Bibliographic record
Abstract
Wide-area SAR imagery obtained by the RADARSAT-1 ScanSAR mode can suffer from various radiometric artifacts. Some of these artifacts arise from the incorrect application of Range Dependent Gain Corrections due to insufficient knowledge of satellite roll angle. Specifically, roll angle estimation errors as small as 0.1 degrees can cause noticeable gain errors of 1 dB or more. Beam-stitching techniques exist that can reduce these errors in the beam overlap region; however, accurate roll information is required for optimum radiometric calibration across the entire range swath. Current roll angle estimation algorithms do not provide consistent results even on routine scenes. These algorithms are susceptible to uncertainties in the range beam patterns, overall scene a°, and other system variables. Currently, the Canadian Data Processing Facility does not implement an automated roll angle estimator. Compensation for range gain errors is performed in the post-processing stage.

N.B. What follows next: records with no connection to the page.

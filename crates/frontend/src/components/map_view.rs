use atlas_shared::models::TradingPost;
use atlas_shared::projection::{MAP_HEIGHT_PX, MAP_WIDTH_PX};
use atlas_shared::state::{ZOOM_MAX, ZOOM_MIN};
use atlas_shared::topology::WorldMap;
use dioxus::html::geometry::WheelDelta;
use dioxus::html::input_data::MouseButton;
use dioxus::prelude::*;

use crate::coords;
use crate::markers::Marker;

const MAP_CONTAINER_ID: &str = "atlas-map-container";

/// Minimum pixel movement before a mousedown becomes a drag instead of a click.
const DRAG_THRESHOLD: f64 = 3.0;

/// Touch drag threshold, larger than mouse because touch is less precise.
const TOUCH_DRAG_THRESHOLD: f64 = 8.0;

const ZOOM_STEP: f64 = 1.1;

const OCEAN_COLOR: &str = "#82C0C9";
const LAND_COLOR: &str = "#ce824b";

/// What the tooltip shows for a hovered marker.
#[derive(Debug, Clone, PartialEq)]
pub struct TooltipInfo {
    pub name: String,
    pub alt_names: Option<String>,
    pub empire: String,
    pub period: String,
}

impl From<&TradingPost> for TooltipInfo {
    fn from(post: &TradingPost) -> Self {
        TooltipInfo {
            name: post.name.clone(),
            alt_names: post.alt_names.clone(),
            empire: post.empire.clone(),
            period: post.period_label(),
        }
    }
}

#[derive(Debug, Clone, PartialEq)]
pub struct Hover {
    pub info: TooltipInfo,
    /// Viewport position of the tooltip box.
    pub left: f64,
    pub top: f64,
}

// ---------------------------------------------------------------------------
// DOM helpers
// ---------------------------------------------------------------------------

fn container_rect() -> Option<web_sys::DomRect> {
    let document = web_sys::window()?.document()?;
    let element = document.get_element_by_id(MAP_CONTAINER_ID)?;
    Some(element.get_bounding_client_rect())
}

// ---------------------------------------------------------------------------
// Viewport and gestures
// ---------------------------------------------------------------------------

/// Zoom factor and pan offset (container pixels) of the map wrapper.
#[derive(Debug, Clone, Copy, PartialEq)]
pub struct Viewport {
    pub zoom: f64,
    pub pan: (f64, f64),
}

impl Default for Viewport {
    fn default() -> Self {
        Viewport {
            zoom: ZOOM_MIN,
            pan: (0.0, 0.0),
        }
    }
}

impl Viewport {
    /// Change zoom while keeping the content under `cursor` where it is.
    fn zoomed_at(self, cursor: (f64, f64), zoom: f64) -> Self {
        let content_x = (cursor.0 - self.pan.0) / self.zoom;
        let content_y = (cursor.1 - self.pan.1) / self.zoom;
        Viewport {
            zoom,
            pan: (cursor.0 - content_x * zoom, cursor.1 - content_y * zoom),
        }
    }

    fn panned(self, dx: f64, dy: f64) -> Self {
        Viewport {
            pan: (self.pan.0 + dx, self.pan.1 + dy),
            ..self
        }
    }

    /// Keep the map covering the container. The map is laid out at the
    /// container's width, so its height follows the canvas aspect ratio.
    fn clamped(self, container_w: f64, container_h: f64) -> Self {
        let overflow_x = (container_w * self.zoom - container_w).max(0.0);
        let overflow_y =
            (container_w * (MAP_HEIGHT_PX / MAP_WIDTH_PX) * self.zoom - container_h).max(0.0);
        Viewport {
            pan: (
                self.pan.0.clamp(-overflow_x, 0.0),
                self.pan.1.clamp(-overflow_y, 0.0),
            ),
            ..self
        }
    }

    fn clamped_to_container(self) -> Self {
        match container_rect() {
            Some(rect) => self.clamped(rect.width(), rect.height()),
            None => self,
        }
    }

    fn transform_css(&self) -> String {
        format!(
            "transform: translate({}px, {}px) scale({});",
            self.pan.0, self.pan.1, self.zoom
        )
    }
}

/// Pointer interaction in progress on the map.
#[derive(Debug, Clone, Copy, Default, PartialEq)]
enum Gesture {
    #[default]
    Idle,
    /// Mouse or one-finger pan; becomes a move once past `threshold`.
    Pan {
        origin: (f64, f64),
        start: Viewport,
        threshold: f64,
        moved: bool,
    },
    Pinch {
        distance: f64,
        midpoint: (f64, f64),
        start: Viewport,
    },
}

impl Gesture {
    fn pan_from(origin: (f64, f64), start: Viewport, threshold: f64) -> Self {
        Gesture::Pan {
            origin,
            start,
            threshold,
            moved: false,
        }
    }

    fn pinch_from(a: (f64, f64), b: (f64, f64), start: Viewport) -> Self {
        Gesture::Pinch {
            distance: point_distance(a, b),
            midpoint: ((a.0 + b.0) / 2.0, (a.1 + b.1) / 2.0),
            start,
        }
    }

    fn is_moving(&self) -> bool {
        matches!(self, Gesture::Pan { moved: true, .. })
    }

    /// Viewport for a pointer now at `point`; `None` until the pan has
    /// passed its threshold or when no pan is in progress.
    fn pan_to(&mut self, point: (f64, f64)) -> Option<Viewport> {
        let Gesture::Pan {
            origin,
            start,
            threshold,
            moved,
        } = self
        else {
            return None;
        };
        if !*moved && point_distance(*origin, point) > *threshold {
            *moved = true;
        }
        if !*moved {
            return None;
        }
        Some(start.panned(point.0 - origin.0, point.1 - origin.1))
    }
}

/// Convert a wheel delta (pixels / lines / pages) to a uniform pixel-like value.
fn wheel_delta_y(delta: WheelDelta) -> f64 {
    match delta {
        WheelDelta::Pixels(d) => d.y,
        WheelDelta::Lines(d) => d.y * 40.0,
        WheelDelta::Pages(d) => d.y * 400.0,
    }
}

fn point_distance(a: (f64, f64), b: (f64, f64)) -> f64 {
    (a.0 - b.0).hypot(a.1 - b.1)
}

fn touch_points(evt: &Event<TouchData>) -> Vec<(f64, f64)> {
    evt.data()
        .touches()
        .iter()
        .map(|t| {
            let p = t.client_coordinates();
            (p.x, p.y)
        })
        .collect()
}

// ---------------------------------------------------------------------------
// SVG builder
// ---------------------------------------------------------------------------

/// Ocean, land and graticule, in that order. Built once per world load.
fn build_base_svg(world: &WorldMap) -> String {
    let mut svg = String::with_capacity(64 * 1024);
    svg.push_str(&format!(
        r#"<svg xmlns="http://www.w3.org/2000/svg" viewBox="0 0 {w} {h}" style="display:block;width:100%;height:100%;">"#,
        w = world.width,
        h = world.height,
    ));
    svg.push_str(&format!(
        r#"<rect width="{}" height="{}" fill="{OCEAN_COLOR}"/>"#,
        world.width, world.height
    ));
    for d in &world.land_paths {
        svg.push_str(&format!(
            r##"<path d="{d}" fill="{LAND_COLOR}" fill-rule="evenodd" stroke="#fff" stroke-width="0.5"/>"##
        ));
    }
    if !world.graticule_path.is_empty() {
        svg.push_str(&format!(
            r##"<path d="{}" fill="none" stroke="#fff" stroke-width="0.4" stroke-opacity="0.4" stroke-dasharray="4 3"/>"##,
            world.graticule_path
        ));
    }
    svg.push_str("</svg>");
    svg
}

// ---------------------------------------------------------------------------
// Components
// ---------------------------------------------------------------------------

#[component]
fn MarkerPin(marker: Marker, zoom: f64, hover: Signal<Option<Hover>>) -> Element {
    let (left, top) = coords::canvas_to_percent(marker.x, marker.y);
    let scale = coords::marker_scale(zoom);
    let style = format!(
        "left: {left}%; top: {top}%; transform: translate(-50%, -50%) scale({scale});"
    );
    let class = if marker.icon_url.is_some() {
        "marker flag"
    } else {
        "marker dot"
    };
    let info = TooltipInfo::from(&marker.post);
    let tap_info = info.clone();

    rsx! {
        div {
            class: "{class}",
            style: "{style}",
            onmousemove: move |evt: Event<MouseData>| {
                let client = evt.client_coordinates();
                let (left, top) = coords::tooltip_position(client.x, client.y);
                hover.set(Some(Hover { info: info.clone(), left, top }));
            },
            onmouseleave: move |_| hover.set(None),
            onclick: move |evt: Event<MouseData>| {
                let client = evt.client_coordinates();
                let (left, top) = coords::tooltip_position(client.x, client.y);
                hover.set(Some(Hover { info: tap_info.clone(), left, top }));
            },
            if let Some(url) = marker.icon_url.as_deref() {
                img { src: "{url}", alt: "{marker.post.empire}", draggable: "false" }
            }
        }
    }
}

#[component]
fn Tooltip(hover: Hover) -> Element {
    let style = format!("left: {}px; top: {}px;", hover.left, hover.top);
    rsx! {
        div { class: "tooltip", style: "{style}",
            strong { "{hover.info.name}" }
            if let Some(alt) = hover.info.alt_names.as_deref() {
                br {}
                em { "{alt}" }
            }
            br {}
            "{hover.info.empire}"
            br {}
            "{hover.info.period}"
        }
    }
}

/// Zoomable world map with one marker per visible trading post.
///
/// Zoom and pan are CSS transforms on a wrapper holding the base SVG and
/// the marker layer. Markers are keyed by post, so a year or filter change
/// only creates and removes the markers whose posts entered or left.
/// `marker_zoom` is the zoom recorded in the app state, which markers are
/// counter-scaled by.
#[component]
pub fn MapView(
    world: WorldMap,
    markers: Vec<Marker>,
    marker_zoom: f64,
    on_zoom: EventHandler<f64>,
) -> Element {
    let mut view = use_signal(Viewport::default);
    let mut gesture = use_signal(Gesture::default);
    let mut hover = use_signal(|| None::<Hover>);

    let base_svg = use_hook(|| build_base_svg(&world));

    // Zoom changes are reported upwards; pans stay local
    let mut commit = move |next: Viewport| {
        if (next.zoom - view.peek().zoom).abs() > 1e-9 {
            on_zoom.call(next.zoom);
        }
        view.set(next);
    };

    let mut pan = move |point: (f64, f64)| {
        let Some(next) = gesture.write().pan_to(point) else {
            return;
        };
        if hover.peek().is_some() {
            hover.set(None);
        }
        view.set(next.clamped_to_container());
    };

    let current = *view.read();
    let transform_style = current.transform_css();
    let container_class = if gesture.read().is_moving() {
        "map-container dragging"
    } else {
        "map-container"
    };
    let current_hover = hover.read().clone();

    rsx! {
        div {
            id: MAP_CONTAINER_ID,
            class: "{container_class}",

            onwheel: move |evt: Event<WheelData>| {
                evt.prevent_default();
                let from = *view.peek();
                let factor = if wheel_delta_y(evt.data().delta()) < 0.0 { ZOOM_STEP } else { 1.0 / ZOOM_STEP };
                let zoom = (from.zoom * factor).clamp(ZOOM_MIN, ZOOM_MAX);
                if (zoom - from.zoom).abs() < 1e-9 {
                    return;
                }
                let Some(rect) = container_rect() else { return };
                let client = evt.data().client_coordinates();
                let cursor = coords::client_to_container(client.x, client.y, rect.left(), rect.top());
                commit(from.zoomed_at(cursor, zoom).clamped(rect.width(), rect.height()));
            },

            onmousedown: move |evt: Event<MouseData>| {
                if evt.trigger_button() != Some(MouseButton::Primary) {
                    return;
                }
                let client = evt.client_coordinates();
                gesture.set(Gesture::pan_from((client.x, client.y), *view.peek(), DRAG_THRESHOLD));
            },
            onmousemove: move |evt: Event<MouseData>| {
                let client = evt.client_coordinates();
                pan((client.x, client.y));
            },
            onmouseup: move |_| gesture.set(Gesture::Idle),
            onmouseleave: move |_| {
                gesture.set(Gesture::Idle);
                hover.set(None);
            },
            ondoubleclick: move |evt: Event<MouseData>| {
                evt.prevent_default();
                commit(Viewport::default());
            },

            ontouchstart: move |evt: Event<TouchData>| {
                match touch_points(&evt).as_slice() {
                    [point] => {
                        gesture.set(Gesture::pan_from(*point, *view.peek(), TOUCH_DRAG_THRESHOLD));
                    }
                    [a, b, ..] => {
                        evt.prevent_default();
                        gesture.set(Gesture::pinch_from(*a, *b, *view.peek()));
                        hover.set(None);
                    }
                    [] => {}
                }
            },
            ontouchmove: move |evt: Event<TouchData>| {
                evt.prevent_default();
                let points = touch_points(&evt);
                let current_gesture = *gesture.peek();
                match (current_gesture, points.as_slice()) {
                    (Gesture::Pinch { distance, midpoint, start }, [a, b, ..]) if distance >= 1.0 => {
                        let Some(rect) = container_rect() else { return };
                        let zoom = (start.zoom * point_distance(*a, *b) / distance).clamp(ZOOM_MIN, ZOOM_MAX);
                        let cursor = coords::client_to_container(midpoint.0, midpoint.1, rect.left(), rect.top());
                        commit(start.zoomed_at(cursor, zoom).clamped(rect.width(), rect.height()));
                    }
                    (Gesture::Pan { .. }, [point]) => pan(*point),
                    _ => {}
                }
            },
            ontouchend: move |evt: Event<TouchData>| {
                if evt.data().touches().is_empty() {
                    gesture.set(Gesture::Idle);
                }
            },
            ontouchcancel: move |_| gesture.set(Gesture::Idle),

            div {
                class: "map-inner",
                style: "{transform_style}",

                div { class: "base-map", dangerous_inner_html: "{base_svg}" }

                div { class: "marker-layer",
                    for marker in markers.iter() {
                        MarkerPin {
                            key: "{marker.dom_key()}",
                            marker: marker.clone(),
                            zoom: marker_zoom,
                            hover: hover,
                        }
                    }
                }
            }

            if let Some(h) = current_hover {
                Tooltip { hover: h }
            }
        }
    }
}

This thesis proposes a new data acquisition method, in which signal data is obtained during the beam switchover by transmitting pulses through one beam and receiving them with another beam. This "hybrid data" is then used in a new (hybrid peak detection) and modified (three beam) algorithm to provide a more accurate and robust roll estimate. Algorithms using this hybrid data are more tolerant to lower mean scene σ°, gain uncertainty, and other variables than algorithms using normal data. As this data is not currently acquired, the algorithm is tested using simulated data. The logistics of acquiring hybrid data are also explored. The implementation of hybrid data acquisition on RADARSAT-1 would not require any significant software changes. The effects of various roll angle estimation errors on different beam combinations are simulated. The new data and algorithms offer significant potential for improving roll estimates. Results suggest that the three beam algorithm can generally tolerate 3-4 dB lower σ° and 0.2 to 0.4 dB more uncertainty in the beam pattern gain than a current algorithm, while meeting required radiometric accuracy. The hybrid peak detection algorithm did not meet stringent roll requirements, but was shown to produce consistent coarse roll estimates while remaining independent of the mean scene σ and beam gain uncertainty. Other current algorithms can also be modified to use the hybrid data for potentially greater accuracy.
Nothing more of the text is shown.